Along with increasing regular water and sewer fees on a regular basis to account for increases passed along to the village by their water supplier, the village of McCook, officials can include two other water main replacement projects and a major storm sewer separation project along Longcommon Road, which were not included in an alternate plan that would have resulted in just the $5 million bond issue in 2025 and no increase in the infrastructure fee.

Part of the Longcommon Road storm sewer separation project would include the construction of a storm water detention vault that would temporarily store runoff and slowly release it into the sewer main to take pressure off the system during major rain events.

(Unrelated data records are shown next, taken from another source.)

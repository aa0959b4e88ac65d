//! Installed-app consent flow that mints the Google refresh token used by
//! scheduled runs.

use anyhow::{anyhow, bail, Context, Result};
use axum::extract::{Query, State};
use axum::response::Html;
use axum::routing::get;
use axum::Router;
use std::collections::HashMap;
use std::time::Duration;
use tokio::sync::mpsc;
use tracing::{debug, info};
use uuid::Uuid;

use crate::config::{env_keys, Config};
use crate::gdocs::oauth;

const CONSENT_TIMEOUT: Duration = Duration::from_secs(300);

#[derive(Clone)]
struct CallbackState {
    tx: mpsc::Sender<HashMap<String, String>>,
}

/// A reload of the bare redirect URL or a prefetch must not end the wait;
/// only a redirect carrying `code` or `error` does.
fn is_authorization_response(params: &HashMap<String, String>) -> bool {
    params.contains_key("code") || params.contains_key("error")
}

async fn callback(
    State(state): State<CallbackState>,
    Query(params): Query<HashMap<String, String>>,
) -> Html<&'static str> {
    if !is_authorization_response(&params) {
        debug!("Ignoring request without an authorization response");
        return Html("<p>認証を待っています。</p>");
    }
    let _ = state.tx.send(params).await;
    Html("<p>認証が完了しました。このウィンドウを閉じてください。</p>")
}

/// Unguessable anti-forgery value for the consent redirect.
fn new_state() -> String {
    Uuid::new_v4().simple().to_string()
}

/// Pull the authorization code out of the redirect query.
pub fn authorization_code(
    params: &HashMap<String, String>,
    expected_state: &str,
) -> Result<String> {
    if let Some(error) = params.get("error") {
        bail!("Authorization was denied: {}", error);
    }
    if params.get("state").map(String::as_str) != Some(expected_state) {
        bail!("Authorization response state did not match");
    }
    params
        .get("code")
        .filter(|code| !code.is_empty())
        .cloned()
        .ok_or_else(|| anyhow!("Authorization response had no code"))
}

pub async fn handle_auth_command(config: Config) -> Result<()> {
    let google = &config.google;
    if google.client_id.is_empty() || google.client_secret.is_empty() {
        bail!(
            "Set {} and {} before running auth",
            env_keys::GOOGLE_CLIENT_ID,
            env_keys::GOOGLE_CLIENT_SECRET
        );
    }

    let listener = tokio::net::TcpListener::bind("127.0.0.1:0")
        .await
        .context("Failed to bind redirect listener")?;
    let port = listener.local_addr()?.port();
    let redirect_uri = format!("http://127.0.0.1:{}/", port);
    let state = new_state();

    let (tx, mut rx) = mpsc::channel(1);
    let app = Router::new()
        .route("/", get(callback))
        .with_state(CallbackState { tx });
    let server = tokio::spawn(async move { axum::serve(listener, app).await });
    info!("Waiting for OAuth redirect on {}", redirect_uri);

    let url = oauth::authorization_url(&google.client_id, &redirect_uri, &state)?;
    println!("Open this URL in a browser and grant access:");
    println!();
    println!("{}", url);
    println!();

    let received = tokio::time::timeout(CONSENT_TIMEOUT, rx.recv()).await;
    server.abort();
    let params = received
        .context("Timed out waiting for the browser redirect")?
        .context("Redirect listener stopped unexpectedly")?;
    let code = authorization_code(&params, &state)?;
    debug!("Received authorization code");

    let client = reqwest::Client::new();
    let token = oauth::exchange_code(&client, google, &code, &redirect_uri)
        .await
        .context("Failed to exchange authorization code")?;
    let refresh_token = token
        .refresh_token
        .context("Google returned no refresh token; revoke the app's access and retry")?;

    println!("=== Refresh token ===");
    println!("{}", refresh_token);
    println!();
    println!(
        "Store it as {} (or google.refresh_token in the config file).",
        env_keys::GOOGLE_REFRESH_TOKEN
    );
    Ok(())
}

In a comprehensive study of the village’s sewer system in 2014, the plan called for that vault to be located under the Longcommon/Downing/Evelyn triangle. However, the village could opt to construct a larger vault, if trustees chose, under Big Ball Park, which would result in that park being taken offline for recreation programming for a year.

“I think the feedback I’ve gotten is ‘do something about the flooding,’” Trustee Edward Hannon said. “If they have to take Big Ball Park out for a year to create this vault to alleviate that problem on a permanent basis, I think a lot of people would understand why Little League got moved to a different field.”

A timeline provided to trustees at their July 15 meeting indicated that the largest phases of construction would come in 2025 and 2030, with smaller projects in 2023, 2026, 2028 and 2031.

The reason for waiting until 2025 to begin the first major project – a $5.8 million plan – is because the village would like to keep debt service levels roughly where they are now, according to Finance Director Karin Johns.

Village President Joseph Ballerine also suggested the village work on drafting and passing an ordinance requiring downspouts to be disconnected from emptying into the combined sewer system and encouraging homeowners to initiate their own storm water detention projects, like replacing impervious surfaces with permeable ones and so on.

He suggested that perhaps the village could waive permit fees for such projects.

“I think we should be encouraging people to do that,” Ballerine said. “So that’s something we need to discuss at a later date.”